** EXERCISE MATERIAL follows **
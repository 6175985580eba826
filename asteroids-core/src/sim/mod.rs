use serde::{Deserialize, Serialize};

use crate::constants::{
    millis_from_frames, ASTEROID_MAX_SPEED, ASTEROID_MIN_SPEED, ASTEROID_WAVE_CAP,
    ASTEROID_WAVE_CAP_LEVEL, DEFAULT_ARENA_HEIGHT, DEFAULT_ARENA_WIDTH, INITIAL_ASTEROIDS,
    SCORE_LARGE_ASTEROID, SCORE_MEDIUM_ASTEROID, SCORE_SMALL_ASTEROID, SHIP_SPAWN_X, SHIP_SPAWN_Y,
};
use crate::geometry::Vec2;
use crate::input::{decode_input_byte, InputLatch};

mod asteroid;
mod game;
mod projectile;
mod ship;
mod timers;

pub use asteroid::{Asteroid, ASTEROID_TEMPLATES};
pub use game::Game;
pub use projectile::Projectile;
pub use ship::{Ship, SHIP_SHAPE};
pub use timers::{Invulnerability, LevelBanner};

/// Arena dimensions, fixed for the lifetime of a session.
#[derive(Clone, Copy, Debug, PartialEq, Serialize, Deserialize)]
pub struct GameConfig {
    pub arena_width: f64,
    pub arena_height: f64,
}

impl GameConfig {
    pub fn new(arena_width: f64, arena_height: f64) -> Self {
        debug_assert!(arena_width > 0.0 && arena_height > 0.0);
        Self {
            arena_width,
            arena_height,
        }
    }

    pub fn center(&self) -> Vec2 {
        Vec2::new(self.arena_width / 2.0, self.arena_height / 2.0)
    }

    /// Where the ship starts a session: the lower-left spawn point, clear of
    /// the opening wave. Arenas too small to contain it fall back to the centre.
    pub fn ship_spawn(&self) -> Vec2 {
        if SHIP_SPAWN_X < self.arena_width && SHIP_SPAWN_Y < self.arena_height {
            Vec2::new(SHIP_SPAWN_X, SHIP_SPAWN_Y)
        } else {
            self.center()
        }
    }
}

impl Default for GameConfig {
    fn default() -> Self {
        Self::new(DEFAULT_ARENA_WIDTH, DEFAULT_ARENA_HEIGHT)
    }
}

#[derive(Clone, Copy, Debug, PartialEq, Eq, Serialize, Deserialize)]
#[serde(rename_all = "snake_case")]
pub enum GameMode {
    WelcomeMenu,
    Running,
    Paused,
    GameOver,
}

#[derive(Clone, Copy, Debug, PartialEq, Eq, Hash, Serialize, Deserialize)]
#[serde(rename_all = "snake_case")]
pub enum AsteroidSize {
    Small,
    Medium,
    Large,
}

impl AsteroidSize {
    /// Numeric size: 3 for large down to 1 for small.
    pub fn value(self) -> u8 {
        match self {
            Self::Small => 1,
            Self::Medium => 2,
            Self::Large => 3,
        }
    }

    pub fn from_value(value: u8) -> Option<Self> {
        match value {
            1 => Some(Self::Small),
            2 => Some(Self::Medium),
            3 => Some(Self::Large),
            _ => None,
        }
    }

    #[inline]
    pub fn scale(self) -> f64 {
        self.value() as f64
    }

    /// Smaller rocks are harder to hit and worth more.
    pub fn points(self) -> u32 {
        match self {
            Self::Large => SCORE_LARGE_ASTEROID,
            Self::Medium => SCORE_MEDIUM_ASTEROID,
            Self::Small => SCORE_SMALL_ASTEROID,
        }
    }

    pub fn smaller(self) -> Option<Self> {
        match self {
            Self::Large => Some(Self::Medium),
            Self::Medium => Some(Self::Small),
            Self::Small => None,
        }
    }
}

/// Anything simulated in the arena.
pub trait Body {
    fn position(&self) -> Vec2;
    fn velocity(&self) -> Vec2;
    /// Current outline in arena coordinates.
    fn world_vertices(&self) -> Vec<Vec2>;
}

/// Bodies removed lazily at the end of a tick.
pub trait Disposable {
    fn is_marked_for_deletion(&self) -> bool;
    fn mark_for_deletion(&mut self);
}

pub(crate) fn prune_marked<T: Disposable>(bodies: &mut Vec<T>) {
    bodies.retain(|body| !body.is_marked_for_deletion());
}

/// Hooks for audio and other side channels. All methods default to no-ops.
pub trait GameEvents {
    fn asteroid_destroyed(&mut self, _size: AsteroidSize, _points: u32) {}
    fn ship_hit(&mut self, _lives_remaining: u32) {}
    fn game_over(&mut self, _score: u32, _best_score: u32) {}
    fn level_started(&mut self, _level: u32) {}
}

#[derive(Clone, Copy, Debug, Default)]
pub struct NoopEvents;

impl GameEvents for NoopEvents {}

impl<T: GameEvents + ?Sized> GameEvents for Box<T> {
    fn asteroid_destroyed(&mut self, size: AsteroidSize, points: u32) {
        (**self).asteroid_destroyed(size, points);
    }

    fn ship_hit(&mut self, lives_remaining: u32) {
        (**self).ship_hit(lives_remaining);
    }

    fn game_over(&mut self, score: u32, best_score: u32) {
        (**self).game_over(score, best_score);
    }

    fn level_started(&mut self, level: u32) {
        (**self).level_started(level);
    }
}

/// Asteroid speed bounds for `level`. The bonus grows by 0.01 every two
/// levels.
pub fn asteroid_speed_range(level: u32) -> (f64, f64) {
    let mut additional = (level / 2) as f64 / 100.0;
    if level % 2 == 0 {
        additional -= 0.01;
    }
    (
        ASTEROID_MIN_SPEED + additional,
        ASTEROID_MAX_SPEED + additional,
    )
}

/// Number of large asteroids spawned when `level` begins.
pub fn asteroid_wave_size(level: u32) -> usize {
    if level <= 1 {
        INITIAL_ASTEROIDS
    } else if level < ASTEROID_WAVE_CAP_LEVEL {
        INITIAL_ASTEROIDS + (level / 2) as usize
    } else {
        ASTEROID_WAVE_CAP
    }
}

#[derive(Clone, Debug, PartialEq, Serialize)]
pub struct ShipSnapshot {
    pub position: Vec2,
    pub velocity: Vec2,
    pub heading: f64,
    pub vertices: Vec<Vec2>,
    pub thrusting: bool,
    pub invulnerable: bool,
    pub visible: bool,
}

#[derive(Clone, Debug, PartialEq, Serialize)]
pub struct AsteroidSnapshot {
    pub position: Vec2,
    pub velocity: Vec2,
    pub size: AsteroidSize,
    pub vertices: Vec<Vec2>,
}

#[derive(Clone, Debug, PartialEq, Serialize)]
pub struct ProjectileSnapshot {
    pub position: Vec2,
    pub heading: f64,
    pub distance_travelled: f64,
    pub vertices: Vec<Vec2>,
}

/// Read-only view handed to a renderer once per frame.
#[derive(Clone, Debug, PartialEq, Serialize)]
pub struct WorldSnapshot {
    pub frame_count: u32,
    pub mode: GameMode,
    pub arena: GameConfig,
    pub level: u32,
    pub score: u32,
    pub best_score: u32,
    pub lives: u32,
    pub level_banner_opacity: f64,
    pub ship: ShipSnapshot,
    pub asteroids: Vec<AsteroidSnapshot>,
    pub projectiles: Vec<ProjectileSnapshot>,
}

impl WorldSnapshot {
    pub fn is_game_over(&self) -> bool {
        self.mode == GameMode::GameOver
    }
}

#[derive(Clone, Copy, Debug, PartialEq, Eq, Serialize)]
pub struct ReplayResult {
    pub final_score: u32,
    pub best_score: u32,
    pub final_level: u32,
    pub final_lives: u32,
    pub frame_count: u32,
    pub final_rng_state: u32,
    pub game_over: bool,
}

#[derive(Clone, Copy, Debug, PartialEq, Serialize)]
pub struct ReplayCheckpoint {
    pub frame_count: u32,
    pub rng_state: u32,
    pub score: u32,
    pub lives: u32,
    pub level: u32,
    pub asteroids: usize,
    pub projectiles: usize,
    pub ship_x: f64,
    pub ship_y: f64,
    pub ship_vx: f64,
    pub ship_vy: f64,
    pub ship_heading: f64,
    pub ship_invulnerable: bool,
}

/// Applies one frame of held keys, steps the simulation by `dt` reference
/// frames and advances presentation timers by the same wall-clock span.
pub fn advance_frame<S: crate::store::ScoreStore, E: GameEvents>(
    game: &mut Game<S, E>,
    latch: &mut InputLatch,
    input_byte: u8,
    dt: f64,
) {
    latch.apply(game, decode_input_byte(input_byte));
    game.update(dt);
    game.advance_timers(millis_from_frames(dt));
}

/// Plays a fresh session from `start()` with one input byte per tick.
/// Stops early once the game is over.
pub fn replay(config: GameConfig, seed: u32, inputs: &[u8], dt: f64) -> ReplayResult {
    let mut game = Game::new(config, seed);
    let mut latch = InputLatch::new();
    game.start();

    for input in inputs {
        if game.is_game_over() {
            break;
        }
        advance_frame(&mut game, &mut latch, *input, dt);
    }

    game.result()
}

pub fn replay_with_checkpoints(
    config: GameConfig,
    seed: u32,
    inputs: &[u8],
    dt: f64,
    sample_every: u32,
) -> Vec<ReplayCheckpoint> {
    let mut game = Game::new(config, seed);
    let mut latch = InputLatch::new();
    game.start();

    let stride = if sample_every == 0 { 1 } else { sample_every };
    let mut checkpoints = vec![game.checkpoint()];

    for (index, input) in inputs.iter().enumerate() {
        if game.is_game_over() {
            break;
        }
        advance_frame(&mut game, &mut latch, *input, dt);
        let frame = (index + 1) as u32;
        if frame % stride == 0 || frame as usize == inputs.len() || game.is_game_over() {
            checkpoints.push(game.checkpoint());
        }
    }

    checkpoints
}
** End of EXERCISE MATERIAL **
## WHAT THIS TASK INVOLVES:
Only those lines of the entries above that run from the line containing "pub enum AsteroidSize" to the line containing "and worth more.", both included, should be transcribed exactly.

## YOUR RESPONSE:
pub enum AsteroidSize {
    Small,
    Medium,
    Large,
}

impl AsteroidSize {
    /// Numeric size: 3 for large down to 1 for small.
    pub fn value(self) -> u8 {
        match self {
            Self::Small => 1,
            Self::Medium => 2,
            Self::Large => 3,
        }
    }

    pub fn from_value(value: u8) -> Option<Self> {
        match value {
            1 => Some(Self::Small),
            2 => Some(Self::Medium),
            3 => Some(Self::Large),
            _ => None,
        }
    }

    #[inline]
    pub fn scale(self) -> f64 {
        self.value() as f64
    }

    /// Smaller rocks are harder to hit and worth more.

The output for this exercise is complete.